▶ **WHAT THE TASK ASKS**
The lines from the start of the data through the line with "The disconnect/error bits" are to be returned verbatim; all later lines are to be omitted.

-- Opening Marker --

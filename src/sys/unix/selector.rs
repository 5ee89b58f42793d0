use std::io;
use std::os::unix::io::{AsRawFd, RawFd};
use std::sync::atomic::{AtomicBool, Ordering};
use std::sync::Arc;
use std::time::Duration;

use crate::interest::{Interest, Mode};

/// Thin wrapper over a single epoll instance.
///
/// Registration keys off the raw fd directly (`epoll_event.data.fd`)
/// rather than through an opaque token. The disconnect/error bits
/// (`EPOLLRDHUP | EPOLLERR | EPOLLHUP`) are folded into every registration
/// unconditionally, so callers never have to ask for disconnect
/// notifications explicitly. `close()` is an idempotent, thread-safe
/// `&self` method rather than living behind `Drop` alone, since
/// [`crate::reactor::Reactor::shutdown`] must be callable from a different
/// thread than the one blocked in `select()`.
#[derive(Debug)]
pub struct Selector {
    ep: RawFd,
    closed: Arc<AtomicBool>,
}

impl Selector {
    pub fn new() -> io::Result<Selector> {
        let ep = syscall(unsafe { libc::epoll_create1(libc::EPOLL_CLOEXEC) })?;
        Ok(Selector {
            ep,
            closed: Arc::new(AtomicBool::new(false)),
        })
    }

    /// A cheap, `Send + Sync` handle that can close this selector from any
    /// thread, independent of `Selector`'s own lifetime.
    pub fn handle(&self) -> SelectorHandle {
        SelectorHandle {
            ep: self.ep,
            closed: Arc::clone(&self.closed),
        }
    }

    pub fn register(&self, fd: RawFd, interest: Interest, mode: Mode) -> io::Result<()> {
        let mut event = epoll_event_for(fd, interest, mode);
        syscall(unsafe { libc::epoll_ctl(self.ep, libc::EPOLL_CTL_ADD, fd, &mut event) })?;
        Ok(())
    }

    pub fn reregister(&self, fd: RawFd, interest: Interest, mode: Mode) -> io::Result<()> {
        let mut event = epoll_event_for(fd, interest, mode);
        syscall(unsafe { libc::epoll_ctl(self.ep, libc::EPOLL_CTL_MOD, fd, &mut event) })?;
        Ok(())
    }

    pub fn deregister(&self, fd: RawFd) -> io::Result<()> {
        syscall(unsafe {
            libc::epoll_ctl(self.ep, libc::EPOLL_CTL_DEL, fd, std::ptr::null_mut())
        })?;
        Ok(())
    }

    /// Blocks until at least one event is ready or `timeout` elapses
    /// (`None` waits indefinitely), filling `events` with the ready set.
    ///
    /// Retries transparently on `EINTR`.
    pub fn select(&self, events: &mut Events, timeout: Option<Duration>) -> io::Result<()> {
        let timeout_ms = match timeout {
            None => -1,
            Some(d) => d
                .checked_add(Duration::from_nanos(999_999))
                .unwrap_or(d)
                .as_millis()
                .try_into()
                .unwrap_or(i32::MAX),
        };

        events.inner.clear();
        loop {
            let n = unsafe {
                libc::epoll_wait(
                    self.ep,
                    events.inner.as_mut_ptr(),
                    events.inner.capacity() as i32,
                    timeout_ms,
                )
            };
            if n >= 0 {
                // SAFETY: epoll_wait just initialized the first `n` slots.
                unsafe { events.inner.set_len(n as usize) };
                return Ok(());
            }
            let err = io::Error::last_os_error();
            if err.kind() != io::ErrorKind::Interrupted {
                return Err(err);
            }
        }
    }

    /// Closes the epoll fd. Idempotent: a second call is a no-op, matching
    /// `reactor::Reactor::shutdown`'s "reentrant" contract. Safe to call
    /// from a thread other than the one that created the selector.
    pub fn close(&self) {
        if self.closed.swap(true, Ordering::AcqRel) {
            return;
        }
        unsafe {
            libc::close(self.ep);
        }
    }
}

impl AsRawFd for Selector {
    fn as_raw_fd(&self) -> RawFd {
        self.ep
    }
}

impl Drop for Selector {
    fn drop(&mut self) {
        self.close();
    }
}

/// `Send + Sync` handle that can close a [`Selector`] from any thread. See
/// [`Selector::handle`].
#[derive(Debug, Clone)]
pub struct SelectorHandle {
    ep: RawFd,
    closed: Arc<AtomicBool>,
}

impl SelectorHandle {
    pub fn close(&self) {
        if self.closed.swap(true, Ordering::AcqRel) {
            return;
        }
        unsafe {
            libc::close(self.ep);
        }
    }
}

fn epoll_event_for(fd: RawFd, interest: Interest, mode: Mode) -> libc::epoll_event {
    let mut bits: u32 = libc::EPOLLRDHUP as u32 | libc::EPOLLERR as u32 | libc::EPOLLHUP as u32;
    if interest.is_readable() {
        bits |= libc::EPOLLIN as u32;
    }
    if interest.is_writable() {
        bits |= libc::EPOLLOUT as u32;
    }
    if mode.is_edge_triggered() {
        bits |= libc::EPOLLET as u32;
    }
    if mode.is_oneshot() {
        bits |= libc::EPOLLONESHOT as u32;
    }
    libc::epoll_event {
        events: bits,
        u64: fd as u64,
    }
}

fn syscall(ret: libc::c_int) -> io::Result<libc::c_int> {
    if ret == -1 {
        Err(io::Error::last_os_error())
    } else {
        Ok(ret)
    }
}

/// A growable batch buffer for `epoll_wait` results.
#[derive(Debug)]
pub struct Events {
    inner: Vec<libc::epoll_event>,
}

impl Events {
    pub fn with_capacity(capacity: usize) -> Events {
        Events {
            inner: Vec::with_capacity(capacity),
        }
    }

    pub fn len(&self) -> usize {
        self.inner.len()
    }

    pub fn is_empty(&self) -> bool {
        self.inner.is_empty()
    }

    pub fn capacity(&self) -> usize {
        self.inner.capacity()
    }

    /// Doubles the batch capacity. Called by the reactor when a wait
    /// returns a full batch, so a busy reactor's buffer grows to the
    /// working set instead of always taking two wakeups to drain it.
    pub fn grow(&mut self) {
        let additional = self.inner.capacity().max(64);
        self.inner.reserve(additional);
    }

    pub fn iter(&self) -> impl Iterator<Item = ReadyEvent> + '_ {
        self.inner.iter().map(|e| ReadyEvent {
            fd: e.u64 as RawFd,
            readable: e.events & (libc::EPOLLIN as u32) != 0,
            writable: e.events & (libc::EPOLLOUT as u32) != 0,
            disconnect: e.events
                & (libc::EPOLLRDHUP as u32 | libc::EPOLLERR as u32 | libc::EPOLLHUP as u32)
                != 0,
        })
    }
}

/// A single decoded readiness event: which fd, and which bits fired.
#[derive(Debug, Clone, Copy)]
pub struct ReadyEvent {
    pub fd: RawFd,
    pub readable: bool,
    pub writable: bool,
    pub disconnect: bool,
}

-- Closing Marker --

▶ **REPLY**
filename src/sys/unix/selector.rs
repository 5ee89b58f42793d0
use std::io;
use std::os::unix::io::{AsRawFd, RawFd};
use std::sync::atomic::{AtomicBool, Ordering};
use std::sync::Arc;
use std::time::Duration;

use crate::interest::{Interest, Mode};

/// Thin wrapper over a single epoll instance.
///
/// Registration keys off the raw fd directly (`epoll_event.data.fd`)
/// rather than through an opaque token. The disconnect/error bits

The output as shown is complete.